What lines of the data hold the string "routing"? Copy them all.

Saved entries:
● ● ● ● ●

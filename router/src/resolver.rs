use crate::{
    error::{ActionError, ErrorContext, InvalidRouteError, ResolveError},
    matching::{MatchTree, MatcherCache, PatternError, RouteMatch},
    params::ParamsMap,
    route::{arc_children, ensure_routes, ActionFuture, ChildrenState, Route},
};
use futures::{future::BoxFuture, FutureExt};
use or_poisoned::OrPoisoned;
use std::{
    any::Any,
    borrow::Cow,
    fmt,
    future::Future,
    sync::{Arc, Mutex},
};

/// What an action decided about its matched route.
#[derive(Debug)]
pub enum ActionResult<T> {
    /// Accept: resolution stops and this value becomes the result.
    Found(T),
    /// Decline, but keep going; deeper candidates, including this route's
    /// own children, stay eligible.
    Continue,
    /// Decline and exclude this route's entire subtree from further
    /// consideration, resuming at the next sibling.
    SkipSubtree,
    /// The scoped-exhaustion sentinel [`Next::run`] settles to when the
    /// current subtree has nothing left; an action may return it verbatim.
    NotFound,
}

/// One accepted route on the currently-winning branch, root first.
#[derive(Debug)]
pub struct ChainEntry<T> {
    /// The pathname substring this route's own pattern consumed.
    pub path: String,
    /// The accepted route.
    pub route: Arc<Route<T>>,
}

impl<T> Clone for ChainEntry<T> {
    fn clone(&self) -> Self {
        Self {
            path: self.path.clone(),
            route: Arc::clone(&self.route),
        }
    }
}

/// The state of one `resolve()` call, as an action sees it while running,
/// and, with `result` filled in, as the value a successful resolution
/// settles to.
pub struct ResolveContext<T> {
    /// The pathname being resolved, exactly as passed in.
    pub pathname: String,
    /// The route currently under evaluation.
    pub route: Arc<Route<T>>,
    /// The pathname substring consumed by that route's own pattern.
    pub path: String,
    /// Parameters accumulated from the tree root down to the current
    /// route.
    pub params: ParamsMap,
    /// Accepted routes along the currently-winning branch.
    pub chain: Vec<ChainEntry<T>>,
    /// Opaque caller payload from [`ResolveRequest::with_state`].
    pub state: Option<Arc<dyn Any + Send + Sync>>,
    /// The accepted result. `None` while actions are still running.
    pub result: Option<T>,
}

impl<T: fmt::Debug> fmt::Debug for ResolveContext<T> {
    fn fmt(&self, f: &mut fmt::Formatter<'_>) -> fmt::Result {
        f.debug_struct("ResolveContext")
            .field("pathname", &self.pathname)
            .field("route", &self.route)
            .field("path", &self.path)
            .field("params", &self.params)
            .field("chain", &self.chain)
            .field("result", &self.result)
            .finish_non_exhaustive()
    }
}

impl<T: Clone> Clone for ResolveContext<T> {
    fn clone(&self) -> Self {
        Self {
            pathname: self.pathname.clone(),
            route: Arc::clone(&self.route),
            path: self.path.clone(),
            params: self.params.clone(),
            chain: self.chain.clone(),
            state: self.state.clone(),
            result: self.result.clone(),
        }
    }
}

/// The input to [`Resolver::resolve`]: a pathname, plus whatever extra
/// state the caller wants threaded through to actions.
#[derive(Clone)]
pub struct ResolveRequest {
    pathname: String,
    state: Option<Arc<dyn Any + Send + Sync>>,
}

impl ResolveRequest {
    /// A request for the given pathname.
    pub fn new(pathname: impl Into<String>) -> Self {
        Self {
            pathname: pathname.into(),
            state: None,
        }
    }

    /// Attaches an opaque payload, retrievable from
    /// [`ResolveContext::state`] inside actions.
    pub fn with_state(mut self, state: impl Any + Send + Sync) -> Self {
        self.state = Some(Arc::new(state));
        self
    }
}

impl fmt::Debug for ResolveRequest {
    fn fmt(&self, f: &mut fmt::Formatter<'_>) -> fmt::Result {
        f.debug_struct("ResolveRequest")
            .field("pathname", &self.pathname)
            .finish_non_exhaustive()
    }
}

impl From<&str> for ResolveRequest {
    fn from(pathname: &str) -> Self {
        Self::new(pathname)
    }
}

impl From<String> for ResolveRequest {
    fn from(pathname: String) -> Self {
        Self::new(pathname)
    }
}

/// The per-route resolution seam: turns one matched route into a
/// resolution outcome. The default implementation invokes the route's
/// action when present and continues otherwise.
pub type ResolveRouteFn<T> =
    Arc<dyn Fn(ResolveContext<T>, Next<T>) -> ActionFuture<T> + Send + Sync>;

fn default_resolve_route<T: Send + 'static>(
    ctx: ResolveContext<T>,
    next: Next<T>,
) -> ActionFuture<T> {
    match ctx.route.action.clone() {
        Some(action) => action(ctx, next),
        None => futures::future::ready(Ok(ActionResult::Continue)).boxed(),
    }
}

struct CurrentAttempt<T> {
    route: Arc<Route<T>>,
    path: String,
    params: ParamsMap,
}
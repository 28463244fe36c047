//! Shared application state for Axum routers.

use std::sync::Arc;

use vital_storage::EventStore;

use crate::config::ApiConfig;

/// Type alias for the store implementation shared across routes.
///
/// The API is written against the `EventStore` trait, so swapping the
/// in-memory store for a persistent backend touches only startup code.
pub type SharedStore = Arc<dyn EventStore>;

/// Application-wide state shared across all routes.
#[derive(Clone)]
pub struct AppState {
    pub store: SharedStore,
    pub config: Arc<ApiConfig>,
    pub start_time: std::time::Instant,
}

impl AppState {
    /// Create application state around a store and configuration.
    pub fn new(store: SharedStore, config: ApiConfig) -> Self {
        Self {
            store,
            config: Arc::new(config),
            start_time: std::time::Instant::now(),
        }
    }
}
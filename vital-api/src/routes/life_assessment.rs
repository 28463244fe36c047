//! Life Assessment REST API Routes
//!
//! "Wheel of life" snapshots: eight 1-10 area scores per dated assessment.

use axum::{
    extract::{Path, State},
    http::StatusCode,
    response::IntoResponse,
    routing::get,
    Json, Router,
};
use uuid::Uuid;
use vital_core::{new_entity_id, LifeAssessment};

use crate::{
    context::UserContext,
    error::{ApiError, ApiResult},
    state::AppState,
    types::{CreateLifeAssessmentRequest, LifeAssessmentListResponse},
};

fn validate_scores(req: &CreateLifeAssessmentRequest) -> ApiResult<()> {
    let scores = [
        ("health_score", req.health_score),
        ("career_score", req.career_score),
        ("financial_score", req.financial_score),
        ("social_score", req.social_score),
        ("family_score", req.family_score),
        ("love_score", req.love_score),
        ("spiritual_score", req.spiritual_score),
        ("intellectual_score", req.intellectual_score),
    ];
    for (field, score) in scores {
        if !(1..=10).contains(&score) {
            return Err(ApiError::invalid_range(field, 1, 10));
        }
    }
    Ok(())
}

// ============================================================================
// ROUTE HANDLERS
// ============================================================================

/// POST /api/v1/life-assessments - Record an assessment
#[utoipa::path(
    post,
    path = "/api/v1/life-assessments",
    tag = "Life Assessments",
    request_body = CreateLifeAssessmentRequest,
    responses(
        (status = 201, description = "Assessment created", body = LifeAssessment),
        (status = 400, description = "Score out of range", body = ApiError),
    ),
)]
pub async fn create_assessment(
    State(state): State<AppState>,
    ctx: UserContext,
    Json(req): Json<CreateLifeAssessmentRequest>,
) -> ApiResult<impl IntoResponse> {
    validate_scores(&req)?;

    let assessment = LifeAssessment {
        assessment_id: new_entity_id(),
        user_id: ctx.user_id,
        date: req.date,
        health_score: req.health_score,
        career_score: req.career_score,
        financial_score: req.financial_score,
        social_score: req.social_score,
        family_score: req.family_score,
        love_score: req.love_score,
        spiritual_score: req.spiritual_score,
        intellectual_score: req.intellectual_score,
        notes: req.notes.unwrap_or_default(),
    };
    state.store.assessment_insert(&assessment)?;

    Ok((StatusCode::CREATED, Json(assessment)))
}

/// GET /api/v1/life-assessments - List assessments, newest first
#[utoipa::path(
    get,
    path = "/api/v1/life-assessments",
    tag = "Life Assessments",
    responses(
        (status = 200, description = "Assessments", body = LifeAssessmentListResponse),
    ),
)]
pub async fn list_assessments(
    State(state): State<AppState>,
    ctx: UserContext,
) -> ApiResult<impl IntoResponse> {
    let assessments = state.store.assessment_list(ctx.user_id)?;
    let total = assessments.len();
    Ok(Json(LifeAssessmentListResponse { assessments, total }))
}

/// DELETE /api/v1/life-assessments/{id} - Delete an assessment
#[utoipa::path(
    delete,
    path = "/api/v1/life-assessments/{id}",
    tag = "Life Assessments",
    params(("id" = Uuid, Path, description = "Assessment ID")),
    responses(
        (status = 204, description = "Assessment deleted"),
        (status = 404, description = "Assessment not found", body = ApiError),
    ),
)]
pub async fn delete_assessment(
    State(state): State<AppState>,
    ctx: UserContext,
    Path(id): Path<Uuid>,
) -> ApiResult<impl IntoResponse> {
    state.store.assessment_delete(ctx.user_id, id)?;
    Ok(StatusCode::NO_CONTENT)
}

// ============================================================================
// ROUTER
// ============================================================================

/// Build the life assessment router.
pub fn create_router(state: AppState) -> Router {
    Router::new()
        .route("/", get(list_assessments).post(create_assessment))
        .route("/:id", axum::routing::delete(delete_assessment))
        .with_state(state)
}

● ● ● ● ●

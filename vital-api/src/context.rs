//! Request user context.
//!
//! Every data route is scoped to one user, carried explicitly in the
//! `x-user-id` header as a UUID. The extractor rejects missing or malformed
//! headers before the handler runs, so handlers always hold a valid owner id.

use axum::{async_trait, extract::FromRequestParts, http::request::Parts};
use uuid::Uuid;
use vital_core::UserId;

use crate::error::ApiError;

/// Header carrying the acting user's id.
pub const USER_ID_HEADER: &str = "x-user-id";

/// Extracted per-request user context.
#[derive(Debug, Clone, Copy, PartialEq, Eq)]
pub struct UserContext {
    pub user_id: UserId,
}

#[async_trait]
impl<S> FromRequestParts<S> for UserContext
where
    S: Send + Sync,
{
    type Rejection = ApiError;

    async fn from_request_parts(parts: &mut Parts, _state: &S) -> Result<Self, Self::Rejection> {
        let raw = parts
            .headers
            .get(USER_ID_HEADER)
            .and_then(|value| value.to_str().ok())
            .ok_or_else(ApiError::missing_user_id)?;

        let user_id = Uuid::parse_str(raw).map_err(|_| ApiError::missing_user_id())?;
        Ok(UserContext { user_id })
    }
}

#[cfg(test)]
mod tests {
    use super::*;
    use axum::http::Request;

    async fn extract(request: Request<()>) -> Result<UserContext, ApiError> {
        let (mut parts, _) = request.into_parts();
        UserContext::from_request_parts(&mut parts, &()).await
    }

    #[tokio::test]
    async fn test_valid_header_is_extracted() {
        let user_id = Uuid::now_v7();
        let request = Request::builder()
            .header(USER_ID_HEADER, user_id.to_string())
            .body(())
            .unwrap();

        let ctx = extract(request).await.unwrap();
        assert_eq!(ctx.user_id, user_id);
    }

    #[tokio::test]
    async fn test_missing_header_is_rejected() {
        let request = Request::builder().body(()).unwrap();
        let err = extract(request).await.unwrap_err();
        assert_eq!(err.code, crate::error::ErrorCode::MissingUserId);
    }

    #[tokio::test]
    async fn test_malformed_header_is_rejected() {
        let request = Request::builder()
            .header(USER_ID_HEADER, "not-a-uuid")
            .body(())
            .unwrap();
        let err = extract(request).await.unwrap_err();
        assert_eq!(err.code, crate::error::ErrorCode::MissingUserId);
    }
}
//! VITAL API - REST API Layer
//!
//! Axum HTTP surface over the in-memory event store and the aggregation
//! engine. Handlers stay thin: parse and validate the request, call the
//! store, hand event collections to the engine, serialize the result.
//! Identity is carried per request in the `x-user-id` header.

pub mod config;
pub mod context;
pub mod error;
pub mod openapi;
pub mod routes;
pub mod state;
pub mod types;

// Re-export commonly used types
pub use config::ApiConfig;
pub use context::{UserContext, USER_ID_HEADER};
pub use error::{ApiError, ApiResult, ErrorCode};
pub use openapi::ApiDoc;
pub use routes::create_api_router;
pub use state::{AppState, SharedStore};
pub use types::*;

● ● ● ● ●

Answer to the exercise:
    routing::get,
        .route("/:id", axum::routing::delete(delete_assessment))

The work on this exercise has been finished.